The question recalled him curiously to his attitude towards life — that histrionic attitude of his that he accounted true philosophy. Also he remembered what lay before them; and he realized that he must master not only himself but her; that to yield too far to sentiment at such a time might be the ruin of them all.

“It is a question propounded to me so often that it must contain the truth,” said he. “My rearing is to blame for that.”

She tightened her clutch about his neck even as he would have attempted to disengage himself from her embrace.

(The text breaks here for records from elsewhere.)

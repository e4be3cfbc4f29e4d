//! Descriptions of the game for agents: the tool schemas in the OpenAI
//! function-calling format, and the rules.

use serde_json::{json, Value};

use crate::action::*;
use crate::shortcuts;

fn square_param(description: &str) -> Value {
    json!({
        "type": "object",
        "properties": {
            "square": { "type": "integer", "description": description }
        },
        "required": ["square"],
    })
}

fn text_param(name: &str, description: &str) -> Value {
    json!({
        "type": "object",
        "properties": {
            name: { "type": "string", "description": description }
        },
        "required": [name],
    })
}

fn no_params() -> Value {
    json!({ "type": "object", "properties": {}, "required": [] })
}

fn tool_description(name: &str) -> (&'static str, Value) {
    match name {
        SPIN_SPINNER => (
            "Spin the spinner to get a value 1-6. Must be called once at the start of your turn.",
            no_params(),
        ),
        MOVE_PAWN_TO_SQUARE => (
            "Move your pawn to the target square (current position + spin value). \
             If the spin would take you past 100 you stay put: pass your current square.",
            square_param("The square to move to."),
        ),
        ASCEND_LADDER_TO_SQUARE => (
            "Take a ladder from your current square to its destination. \
             Only valid when you just landed on a ladder base.",
            square_param("The destination square at the top of the ladder."),
        ),
        DESCEND_CHUTE_TO_SQUARE => (
            "Slide down a chute from your current square to its destination. \
             Only valid when you just landed on a chute top.",
            square_param("The destination square at the bottom of the chute."),
        ),
        END_TURN => ("Signal that your turn is over.", no_params()),
        SEND_MESSAGE => (
            "Send a chat message to your opponent.",
            text_param("message", "The message to send."),
        ),
        FORFEIT => ("Forfeit the game (automatic loss).", no_params()),
        OFFER_DRAW => ("Offer a draw to your opponent.", no_params()),
        ACCEPT_DRAW => ("Accept an offered draw.", no_params()),
        _ => (
            "Think step-by-step about your next actions. This tool has no side effects.",
            text_param("thought", "Your internal reasoning or plan for this turn."),
        ),
    }
}

/// The schemas of all tools, in the order of [`TOOL_NAMES`].
pub fn tool_schemas() -> Vec<Value> {
    TOOL_NAMES
        .iter()
        .map(|&name| {
            let (description, parameters) = tool_description(name);
            json!({
                "type": "function",
                "function": {
                    "name": name,
                    "description": description,
                    "parameters": parameters,
                }
            })
        })
        .collect()
}

/// The rules of the game, including the map of chutes and ladders.
pub fn rules_text() -> String {
    let mut table: Vec<String> = shortcuts()
        .map(|s| (s.from, format!("  {} -> {}", s.from, s.to)))
        .collect::<std::collections::BTreeMap<_, _>>()
        .into_values()
        .collect();
    table.insert(0, String::from("Chutes & Ladders map:"));

    format!(
        "You are playing Chutes & Ladders on a 10x10 board (squares 1-100).

Rules:
- Spinner gives 1-6.
- Your first spin puts you on that square number.
- You must land EXACTLY on 100 to win. If the spin would take you past 100, you stay put.
- No extra turn for spinning 6.
- If you land on a chute/ladder base, you MUST take it.
- An illegal move is an automatic loss.

{}

Turn sequence:
1. Call {} to get your spin value.
2. Call {} with (your current square + spin value).
   - If the spin overshoots 100, pass your current square (you stay put).
3. If you landed on a ladder base, call {} with the destination.
   If you landed on a chute top, call {} with the destination.
4. Call {}.

You may also call {}, {}, {} or {} at any time.
You may call {} at any time to think step-by-step before acting. It has no side effects.
",
        table.join("\n"),
        SPIN_SPINNER,
        MOVE_PAWN_TO_SQUARE,
        ASCEND_LADDER_TO_SQUARE,
        DESCEND_CHUTE_TO_SQUARE,
        END_TURN,
        SEND_MESSAGE,
        FORFEIT,
        OFFER_DRAW,
        ACCEPT_DRAW,
        PLAN,
    )
}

“You do not blame me for your rearing? Knowing all, as you do, Andre–Louis, you cannot altogether blame. You must be merciful to me. You must forgive me. You must! I had no choice.”

“When we know all of whatever it may be, we can never do anything but forgive, madame. That is the profoundest religious truth that was ever written. It contains, in fact, a whole religion — the noblest religion any man could have to guide him. I say this for your comfort, madame my mother.”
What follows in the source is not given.